If the Super Dupers had “succeeded,” the graph seen at the beginning of this column would have budged almost imperceptibly, as seen here. Even that graphic is overly generous, as I had to assume that savings would begin in 2012. In a recent column, Mark Steyn described this as the fiscal equivalent of “Bailing Out The Titanic With A Thimble.”
Unbeknownst to almost everyone, because the go-along, get-along establishment shut them out and played the double-standard game (while the media either ignored or ridiculed them), there was a proposal available which would make meaningful and immediate progress towards solving our debt and deficit problems. Commissioned by Freedom Works, it was the result of “a months-long crowd-sourced effort to develop a budget proposal that balances the budget, reduces the debt and gets America’s fiscal house back in order.”
The Freedom Works “Tea Party Budget” promises to reduce projected 2012 spending by $562 billion, making it the only credible plan available with the common sense to deal with bloated spending this year. Over 10 years, the plan cuts projected spending by $9.7 trillion.
After some study and reallocation between the Tea Party Budget’s spending categories and those found in the PJ Institute’s NERI model, I estimated that the current annual value of the ten-year savings achieved in the Tea Party budget would be $800 billion, broken down and slightly rounded as follows: Military – $170 billion, Medicare – $110 billion, Medicaid – $50 billion, Social Security – $20 billion, and Other – $450 billion. Plugging those reductions into the NERI model shows that the Tea Party Budget, while still not aggressive enough, actually would make decent progress:
The Tea Party Budget also projects $5.5 trillion in reduced tax collections compared to CBO projections, arising primarily from maintaining the current federal income tax rate structure (in current flawed parlance, this is usually referred to as making the “Bush tax cuts,” which really represent the tax system under which we’ve been living for the past eight years, permanent). On this score, the Tea Party budget is far too pessimistic. Past experience would indicate that most if not all of the projected reductions in collections wouldn’t really occur. Under the current rate structure, if Social Security tax rates go back to their original level, a genuinely recovering and ultimately prospering economy would generate far more in tax collections than the Tea Party Budget projects. The Bush economy generated over $2.6 trillion in gross collections in fiscal 2008 — over $400 billion more than during fiscal 2010. A robust post-Obama recovery could and should get us to $3 trillion in annual collections much more quickly than Freedom Works suggests. Then the biggest “problem” would be making sure that Washington’s revenue gusher doesn’t cause the spending spigots to come back on.

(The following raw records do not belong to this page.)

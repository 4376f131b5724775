//! Resolución de búsquedas a streams reproducibles.
//!
//! El proveedor concreto (yt-dlp, Lavalink, API propia) vive fuera de este
//! crate detrás de [`MediaProvider`]; acá solo se orquesta: caché TTL,
//! single-flight y registro de artefactos descargados.

use async_trait::async_trait;
use serde::{Deserialize, Serialize};
use std::path::PathBuf;
use std::sync::Arc;
use std::time::Duration;
use tracing::{debug, info};

use crate::cache::artifact_store::ArtifactStore;
use crate::cache::ResolverCache;
use crate::error::ResolveError;

/// Candidato rankeado devuelto por la búsqueda del proveedor.
#[derive(Debug, Clone, PartialEq, Serialize, Deserialize)]
pub struct TrackCandidate {
    pub title: String,
    pub url: String,
    pub artist: Option<String>,
    pub duration: Option<Duration>,
}

/// Stream obtenido del proveedor: URL remota y, si descargó, el archivo local.
#[derive(Debug, Clone)]
pub struct FetchedStream {
    pub url: String,
    pub local_path: Option<PathBuf>,
}

/// Resultado final de resolver una búsqueda: algo reproducible más metadata.
#[derive(Debug, Clone, PartialEq)]
pub struct StreamHandle {
    pub url: String,
    pub local_path: Option<PathBuf>,
    pub title: String,
    pub artist: Option<String>,
    pub duration: Option<Duration>,
}

/// Proveedor externo de búsqueda y extracción de streams.
///
/// Los errores no se reintentan acá adentro; el llamador decide si saltear
/// al siguiente track o reportar al usuario.
#[async_trait]
pub trait MediaProvider: Send + Sync {
    /// Busca candidatos rankeados para una consulta
    async fn search(&self, query: &str) -> Result<Vec<TrackCandidate>, ResolveError>;

    /// Obtiene un handle reproducible para un candidato
    async fn fetch_stream(&self, candidate: &TrackCandidate)
        -> Result<FetchedStream, ResolveError>;
}

/// Convierte consultas humanas en [`StreamHandle`]s, memoizando por TTL.
pub struct Resolver {
    provider: Arc<dyn MediaProvider>,
    cache: ResolverCache,
    artifacts: Arc<ArtifactStore>,
}

impl Resolver {
    pub fn new(
        provider: Arc<dyn MediaProvider>,
        cache_ttl: Duration,
        artifacts: Arc<ArtifactStore>,
    ) -> Self {
        Self {
            provider,
            cache: ResolverCache::new(cache_ttl),
            artifacts,
        }
    }

    /// Resuelve una consulta a un stream reproducible.
    ///
    /// Hit de caché fresco ⇒ sin llamada externa. Miss ⇒ exactamente una
    /// búsqueda en vuelo por consulta distinta, compartida entre todos los
    /// llamadores concurrentes. Los fallos se propagan sin cachear.
    pub async fn resolve(&self, query: &str) -> Result<StreamHandle, ResolveError> {
        let provider = Arc::clone(&self.provider);
        let artifacts = Arc::clone(&self.artifacts);
        let owned_query = query.to_string();

        self.cache
            .get_or_resolve(query, move || async move {
                debug!("🔍 Resolviendo '{}'", owned_query);
                let candidates = provider.search(&owned_query).await?;
                let best = candidates
                    .into_iter()
                    .next()
                    .ok_or_else(|| ResolveError::NoResults {
                        query: owned_query.clone(),
                    })?;

                let fetched = provider.fetch_stream(&best).await?;
                if let Some(ref path) = fetched.local_path {
                    artifacts.register(path.clone());
                }

                info!("🎶 Resuelto '{}' → {}", owned_query, best.title);
                Ok(StreamHandle {
                    url: fetched.url,
                    local_path: fetched.local_path,
                    title: best.title,
                    artist: best.artist,
                    duration: best.duration,
                })
            })
            .await
    }

    /// Passthrough de búsqueda para el verbo `search` de la UI.
    pub async fn search(&self, query: &str) -> Result<Vec<TrackCandidate>, ResolveError> {
        self.provider.search(query).await
    }

    pub fn artifacts(&self) -> &Arc<ArtifactStore> {
        &self.artifacts
    }

    pub fn cache(&self) -> &ResolverCache {
        &self.cache
    }
}
//! Taxonomía de errores del orquestador.
//!
//! Cada operación externa devuelve `Result<_, PlayerError>`; la capa de UI
//! decide cómo renderizar cada variante. Los errores de resolución son
//! `Clone` porque el mecanismo single-flight comparte el mismo fallo entre
//! todos los llamadores concurrentes de una misma búsqueda.

use thiserror::Error;

/// Errores causados por la entrada del usuario. No cambian estado.
#[derive(Debug, Clone, PartialEq, Eq, Error)]
pub enum UserInputError {
    #[error("La consulta está vacía")]
    EmptyQuery,

    #[error("Posición inválida {position}: la cola tiene {len} canciones")]
    InvalidPosition { position: usize, len: usize },

    #[error("La cola está llena (máximo {max} canciones)")]
    QueueFull { max: usize },

    #[error("No hay una sesión activa en este servidor")]
    NoActiveSession,

    #[error("No hay nada reproduciéndose")]
    NothingPlaying,
}

/// Fallos del proveedor de búsqueda/extracción. Nunca se cachean.
#[derive(Debug, Clone, PartialEq, Eq, Error)]
pub enum ResolveError {
    #[error("No se encontraron resultados para '{query}'")]
    NoResults { query: String },

    #[error("Error del proveedor: {message}")]
    Provider { message: String },

    #[error("No se pudo obtener el stream: {message}")]
    Fetch { message: String },
}

/// Fallos del transporte de voz.
#[derive(Debug, Clone, PartialEq, Eq, Error)]
pub enum TransportError {
    #[error("No se pudo conectar al canal de voz: {0}")]
    Connect(String),

    #[error("Fallo de reproducción: {0}")]
    Playback(String),

    #[error("La conexión de voz se perdió")]
    Disconnected,
}

/// Error paraguas que exponen todas las operaciones del orquestador.
#[derive(Debug, Clone, PartialEq, Eq, Error)]
pub enum PlayerError {
    #[error(transparent)]
    UserInput(#[from] UserInputError),

    #[error(transparent)]
    Resolution(#[from] ResolveError),

    #[error(transparent)]
    Transport(#[from] TransportError),

    #[error("Error interno: {0}")]
    Internal(String),
}

impl PlayerError {
    /// Verifica si el error es atribuible al usuario (sin reintento).
    pub fn is_user_error(&self) -> bool {
        matches!(self, PlayerError::UserInput(_))
    }
}
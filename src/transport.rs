//! Interfaz de capacidad sobre el transporte de voz.
//!
//! El driver real (songbird, Lavalink) se enchufa desde afuera. La sesión
//! solo necesita primitivas connect/play/pause/stop/disconnect más una
//! notificación asíncrona de fin de pista.

use async_trait::async_trait;
use tokio::sync::oneshot;

use crate::error::TransportError;
use crate::sources::StreamHandle;
use crate::ChannelId;

/// Conexión de voz activa. Opaca para la sesión; `token` es el handle
/// interno del transporte.
#[derive(Debug)]
pub struct Connection {
    pub channel: ChannelId,
    pub token: u64,
}

/// Cómo terminó una pista.
#[derive(Debug, Clone, PartialEq, Eq)]
pub enum TrackEndReason {
    Finished,
    Errored(String),
}

/// Señal one-shot de fin de pista que devuelve [`VoiceTransport::play`].
pub type TrackEndReceiver = oneshot::Receiver<TrackEndReason>;

#[async_trait]
pub trait VoiceTransport: Send + Sync {
    async fn connect(&self, channel: ChannelId) -> Result<Connection, TransportError>;

    /// Inicia la reproducción y devuelve la señal de fin de pista.
    ///
    /// El transporte debe resolver la señal exactamente una vez: cuando la
    /// pista termina sola o con error. Un `stop` explícito puede descartar
    /// el sender; la sesión ya habrá cercado esa señal por secuencia.
    async fn play(
        &self,
        connection: &Connection,
        stream: &StreamHandle,
        volume: u8,
    ) -> Result<TrackEndReceiver, TransportError>;

    async fn pause(&self, connection: &Connection) -> Result<(), TransportError>;

    async fn resume(&self, connection: &Connection) -> Result<(), TransportError>;

    async fn set_volume(&self, connection: &Connection, volume: u8) -> Result<(), TransportError>;

    async fn stop(&self, connection: &Connection) -> Result<(), TransportError>;

    async fn disconnect(&self, connection: Connection) -> Result<(), TransportError>;
}
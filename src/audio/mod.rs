pub mod queue;
pub mod registry;
pub mod session;
pub mod standby;

pub use queue::{LoopMode, Track, TrackQueue};
pub use registry::SessionRegistry;
pub use session::{
    CommandOutcome, Placement, SessionCommand, SessionHandle, SessionSnapshot, SessionState,
};
pub use standby::StandbyTimer;
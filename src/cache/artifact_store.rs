//! Almacén acotado de artefactos de audio en disco.
//!
//! Compartido por todas las sesiones (no particionado por guild). Mantiene
//! a lo sumo `max_artifacts` archivos; al excederse desaloja el más antiguo
//! por orden de registro. Un archivo en reproducción se "pinea" con un
//! guard RAII y el desalojo lo saltea hasta que se libere.

use chrono::{DateTime, Utc};
use dashmap::DashMap;
use parking_lot::Mutex;
use std::path::{Path, PathBuf};
use std::sync::Arc;
use tracing::{debug, info, warn};

#[derive(Debug, Clone)]
struct ArtifactEntry {
    path: PathBuf,
    registered_at: DateTime<Utc>,
}

/// Ledger de artefactos con desalojo oldest-first.
pub struct ArtifactStore {
    root: PathBuf,
    max_artifacts: usize,
    // Orden de inserción == orden de antigüedad
    ledger: Mutex<Vec<ArtifactEntry>>,
    pins: Arc<DashMap<PathBuf, usize>>,
}

impl ArtifactStore {
    pub fn new(root: PathBuf, max_artifacts: usize) -> Self {
        Self {
            root,
            max_artifacts,
            ledger: Mutex::new(Vec::new()),
            pins: Arc::new(DashMap::new()),
        }
    }

    pub fn root(&self) -> &Path {
        &self.root
    }

    /// Nombre de archivo normalizado para una búsqueda o identificador.
    pub fn artifact_name(query: &str) -> String {
        let mut name: String = query
            .trim()
            .to_lowercase()
            .chars()
            .map(|c| if c.is_ascii_alphanumeric() { c } else { '-' })
            .collect();
        name.truncate(64);
        while name.contains("--") {
            name = name.replace("--", "-");
        }
        name.trim_matches('-').to_string()
    }

    /// Registra un artefacto recién descargado y aplica el límite.
    ///
    /// Si el archivo ya estaba registrado solo refresca su posición.
    pub fn register(&self, path: PathBuf) {
        {
            let mut ledger = self.ledger.lock();
            ledger.retain(|entry| entry.path != path);
            ledger.push(ArtifactEntry {
                path: path.clone(),
                registered_at: Utc::now(),
            });
            debug!("💾 Artefacto registrado: {}", path.display());
        }
        self.evict_excess();
    }

    /// Pinea un artefacto mientras está en reproducción.
    pub fn pin(&self, path: &Path) -> ArtifactPin {
        *self.pins.entry(path.to_path_buf()).or_insert(0) += 1;
        ArtifactPin {
            path: path.to_path_buf(),
            pins: Arc::clone(&self.pins),
        }
    }

    pub fn is_pinned(&self, path: &Path) -> bool {
        self.pins.get(path).map(|count| *count > 0).unwrap_or(false)
    }

    pub fn len(&self) -> usize {
        self.ledger.lock().len()
    }

    pub fn is_empty(&self) -> bool {
        self.ledger.lock().is_empty()
    }

    pub fn contains(&self, path: &Path) -> bool {
        self.ledger.lock().iter().any(|entry| entry.path == path)
    }

    /// Desaloja los más antiguos no pineados hasta volver al límite.
    ///
    /// Los pineados quedan diferidos: cuentan para el tamaño pero no se
    /// tocan; un desalojo posterior los reintenta ya liberados. Fallos de
    /// borrado se loguean y se tragan, nunca bloquean la reproducción.
    fn evict_excess(&self) {
        let mut ledger = self.ledger.lock();
        let mut index = 0;
        while ledger.len() > self.max_artifacts && index < ledger.len() {
            if self.is_pinned(&ledger[index].path) {
                debug!(
                    "📌 Artefacto en uso, desalojo diferido: {}",
                    ledger[index].path.display()
                );
                index += 1;
                continue;
            }

            let entry = ledger.remove(index);
            match std::fs::remove_file(&entry.path) {
                Ok(()) => info!(
                    "🗑️ Artefacto desalojado ({}): {}",
                    entry.registered_at.format("%Y-%m-%d %H:%M:%S"),
                    entry.path.display()
                ),
                Err(e) => warn!(
                    "⚠️ No se pudo borrar {}: {}",
                    entry.path.display(),
                    e
                ),
            }
        }
    }
}

/// Guard RAII que mantiene un artefacto a salvo del desalojo.
pub struct ArtifactPin {
    path: PathBuf,
    pins: Arc<DashMap<PathBuf, usize>>,
}

impl Drop for ArtifactPin {
    fn drop(&mut self) {
        if let Some(mut count) = self.pins.get_mut(&self.path) {
            *count = count.saturating_sub(1);
            if *count == 0 {
                drop(count);
                self.pins.remove(&self.path);
            }
        }
    }
}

Unfortunately, as events this month have also confirmed, we’re mired in the muck of a political class with almost no will to address the certain train wreck which awaits if nothing is done. A German reporter’s assessment of Washington’s legislative inertia at a White House press conference a few days before Thanksgiving pretty much said it all: “[I]t’s not really a time where the U.S. is in a position to give advice to Europe.” No kidding. Come to think of it, most in the Beltway establishment have been dupers — most definitely not super — for way too many years.